Wednesday, February 8, 2012

Keep it Straight and Simple

 I have a tendency to complicate things.

I have said that if there is a hard way to do something, I will find it. This is especially true if it has anything to do with mechanical "thing-a-ma-jigs" or numbers. Either one tends to short-circuit my brain.

Unfortunately, I also seem to complicate my life of faith. Lately I have been reading in Genesis and have so enjoyed the simple and straightforward faith of men like Noah and Abraham. They believed God, and they obeyed Him, even when such obedience drastically set them apart from their world.

And back then they had less peripherals to bolster their faith. There were no churches, weekly Bible studies, Bibles, radio evangelists, contemporary Christian music, e-devotionals, small groups, or a myriad of volumes on any topic of spirituality you can imagine. Perhaps that is why Jesus encouraged us to have faith like a child (Matthew 18:1-4). A child receives a word and believes it, usually with no questions asked, nor seeking for more assurances.

Last weekend I sent out an e-mail update, sharing what God has been teaching me concerning not confusing my priorities of ministry and my relationship with the Father who called me here. Here are some excerpts:

"This morning I read: 'Beware of any work for God which enables you to evade concentration on Him. A great many Christian workers worship their work.' (From "My Utmost for His Highest" - April 23)

"Ouch. That hurt.

"Finding value in what I accomplish is often a trap for me. At times I think, 'I am missionary. People are supporting me so I can get things done here. They need proof of their investment.' However, the truth is I am called by God (not by others) - just as you are, if you are a follower of Jesus Christ. God calls me foremost not to a task, a role or a mission, but to a relationship with Himself. And the overflow of the relationship with my Heavenly Father fuels and directs how I use my time, energy and resources. Lately, I have been reminded and challenged by these truths, especially as I enter a busy season here on the island.

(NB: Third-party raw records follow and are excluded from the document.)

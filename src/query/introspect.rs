//! Resolves a dataset identifier to its table and ordered column list.

use std::sync::Arc;

use tracing::debug;

use crate::error::{Result, TabletalkError};
use crate::store::{DatasetStore, TableName};

/// A dataset's table and its columns in declaration order.
#[derive(Debug, Clone, PartialEq, Eq)]
pub struct DatasetSchema {
    pub table: TableName,
    pub columns: Vec<String>,
}

/// Reads dataset column lists from the store. No side effects.
#[derive(Clone)]
pub struct SchemaIntrospector {
    store: Arc<dyn DatasetStore>,
}

impl SchemaIntrospector {
    pub fn new(store: Arc<dyn DatasetStore>) -> Self {
        Self { store }
    }

    /// Returns the ordered columns of a catalogued dataset.
    ///
    /// Identifiers that are not valid table names, are not in the catalog, or
    /// whose table has no columns all yield `DatasetNotFound`.
    pub async fn columns(&self, dataset_id: &str) -> Result<DatasetSchema> {
        let table = TableName::parse(dataset_id)
            .ok_or_else(|| TabletalkError::dataset_not_found(dataset_id))?;

        if self.store.dataset(&table).await?.is_none() {
            return Err(TabletalkError::dataset_not_found(dataset_id));
        }

        let columns = self.store.sample_columns(&table).await?;
        if columns.is_empty() {
            return Err(TabletalkError::dataset_not_found(dataset_id));
        }

        debug!("Dataset {} has {} columns", table, columns.len());
        Ok(DatasetSchema { table, columns })
    }
}
//! Logging configuration for tabletalk.
//!
//! Logs go to stderr by default so stdout stays clean JSON, or to a file
//! under the platform state directory with `--log-file`.

use std::fs::{self, File};
use std::path::PathBuf;
use tracing_subscriber::EnvFilter;

/// Filter used when `RUST_LOG` is not set.
const DEFAULT_FILTER: &str = "warn";

fn env_filter() -> EnvFilter {
    EnvFilter::try_from_default_env().unwrap_or_else(|_| EnvFilter::new(DEFAULT_FILTER))
}

/// Initializes logging to a file.
///
/// Location: `~/.local/state/tabletalk/tabletalk.log` on Linux (XDG state
/// directory), or the platform-appropriate state/config directory elsewhere.
/// Falls back to stderr if the file cannot be created.
pub fn init_file_logging() {
    let log_path = get_log_path();

    if let Some(parent) = log_path.parent() {
        if let Err(e) = fs::create_dir_all(parent) {
            eprintln!("Warning: Could not create log directory: {e}");
            init_stderr_logging();
            return;
        }
    }

    let log_file = match File::options().create(true).append(true).open(&log_path) {
        Ok(f) => f,
        Err(e) => {
            eprintln!("Warning: Could not open log file: {e}");
            init_stderr_logging();
            return;
        }
    };

    tracing_subscriber::fmt()
        .with_env_filter(env_filter())
        .with_writer(log_file)
        .with_ansi(false)
        .init();
}

/// Initializes logging to stderr.
pub fn init_stderr_logging() {
    tracing_subscriber::fmt()
        .with_env_filter(env_filter())
        .with_writer(std::io::stderr)
        .init();
}

/// Returns the path for the log file.
///
/// Uses XDG state directory on Linux (`~/.local/state/tabletalk/tabletalk.log`),
/// or falls back to config directory on other platforms.
pub fn get_log_path() -> PathBuf {
    if let Some(state_dir) = dirs::state_dir() {
        return state_dir.join("tabletalk").join("tabletalk.log");
    }

    if let Some(config_dir) = dirs::config_dir() {
        return config_dir.join("tabletalk").join("tabletalk.log");
    }

    std::env::temp_dir().join("tabletalk.log")
}

#[cfg(test)]
mod tests {
    use super::*;

    #[test]
    fn test_log_path_is_absolute() {
        let path = get_log_path();
        assert!(path.is_absolute());
    }

    #[test]
    fn test_log_path_ends_with_tabletalk_log() {
        let path = get_log_path();
        assert!(path.ends_with("tabletalk.log"));
    }
}
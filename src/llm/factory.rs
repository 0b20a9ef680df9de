//! LLM client factory.
//!
//! Centralizes provider-specific logic for creating LLM clients.

use std::sync::Arc;

use crate::config::LlmConfig;
use crate::error::{Result, TabletalkError};
use crate::llm::{
    LlmClient, LlmProvider, MockLlmClient, OllamaClient, OllamaConfig, OpenAiClient, OpenAiConfig,
};

/// Creates an LLM client from configuration.
///
/// API keys come from the environment:
/// - `GROQ_API_KEY` for `groq`
/// - `OPENAI_API_KEY` for `openai`
///
/// `model` and `base_url` in the config override the provider defaults.
pub fn create_client(config: &LlmConfig) -> Result<Arc<dyn LlmClient>> {
    create_client_with_env(config, |key| std::env::var(key).ok())
}

fn create_client_with_env(
    config: &LlmConfig,
    env: impl Fn(&str) -> Option<String>,
) -> Result<Arc<dyn LlmClient>> {
    let provider: LlmProvider = config.provider.parse().map_err(TabletalkError::config)?;

    let api_key = |key_var: &str| {
        env(key_var)
            .filter(|k| !k.trim().is_empty())
            .ok_or_else(|| {
                TabletalkError::config(format!(
                    "No API key configured for {provider}. Set {key_var}."
                ))
            })
    };

    let hosted = |mut client_config: OpenAiConfig| -> Result<Arc<dyn LlmClient>> {
        if let Some(model) = &config.model {
            client_config = client_config.with_model(model);
        }
        if let Some(base_url) = &config.base_url {
            client_config = client_config.with_base_url(base_url);
        }
        let client = OpenAiClient::new(client_config.with_timeout(config.timeout()))?;
        Ok(Arc::new(client))
    };

    match provider {
        LlmProvider::Groq => hosted(OpenAiConfig::groq(api_key("GROQ_API_KEY")?)),
        LlmProvider::OpenAi => hosted(OpenAiConfig::openai(api_key("OPENAI_API_KEY")?)),
        LlmProvider::Ollama => {
            let mut client_config = OllamaConfig::default().with_timeout(config.timeout());
            if let Some(model) = &config.model {
                client_config = client_config.with_model(model);
            }
            if let Some(base_url) = &config.base_url {
                client_config = client_config.with_base_url(base_url);
            }
            Ok(Arc::new(OllamaClient::new(client_config)?))
        }
        LlmProvider::Mock => Ok(Arc::new(MockLlmClient::new())),
    }
}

"This past week marked the beginning of a new school year for many students, including our own who are attending Lingira Living Hope Secondary School. It is with excitement and some trepidation that I think about stepping back into my roles at the school - working in the financial office, teaching computer classes, and befriending and mentoring the girl students through the weekly Bible study and in some one-on-one discipleship. Honestly, sometimes I get overwhelmed - by the needs, by the culture, by what may be expected of me, by expectations I put on myself. 

"But again I am reminded, God is not looking to me for the results, but to be faithful in my relationship to Him, and in what He has called me to. Phew, that is a stress reliever.

"'There is no responsibility on you for the work; the only responsibility you have is to keep in living constant touch with God, and to see that you allow nothing to hinder your cooperation with Him...We have no right to judge where we should be put, or to have preconceived notions as to what God is fitting us for. God engineers everything; wherever He puts us our one great aim is to pour out a wholehearted devotion to Him in that particular work. 'Whatever thy hand findeth to do, do it with thy might.'" (From "My Utmost for His Highest - April 23)

In the busyness of life, don't forget your first priority - your relationship with your Creator. Everything else is secondary."

God has been confirming this lesson in so many ways recently that I could probably write several blog posts, but I will stop here. 

Wherever you are at, remember to first put God first.

Image Source: Microsoft Office Clip Art


  1. Ruthie, this is so true in my own life. And being distracted from the ultimate priority of my relationship with God? Happens more than I'd like to admit. Thank you for making me re-evaluate!

  2. You are expressing very straight truth. With all the books, shows, songs, computer contacts and on and on, in some ways we are "ahead" of any of the past Christians who couldn't read and didn't have electricity in their lives. In other ways, we're worse off. It simply isn't simple. As you said, being a child is a good thing in terms of trusting and growing in the Lord. Life is complicated.

    Good thinking/sharing, Ruthie.

  3. Mikaela, you are welcome! I have had a lot of "reminding" lately, but am so thankful God is gracious and patient!
    Joanne, when I look at Jesus' ministry and the ways God worked in the Bible, and even today, He often chooses to use simple means, yet they allow for greater demonstrations of His power. It is good to be reminded to keep things simple. Thank you for your comment!

  4. Thanks, Ruthie. This is such a good reminder, and one I especially need. I tend to be very goal-oriented, but that means I focus on getting "____" done, instead of focusing on why I'm doing it (because Christ has called me to it, and I love Him). I appreciate this post and your email!

  5. Yes, the simple. The straight and the narrow.

    That's our best path.


  6. Sarah, thanks for the comment! Indeed, it is better to focus on "being" than "doing."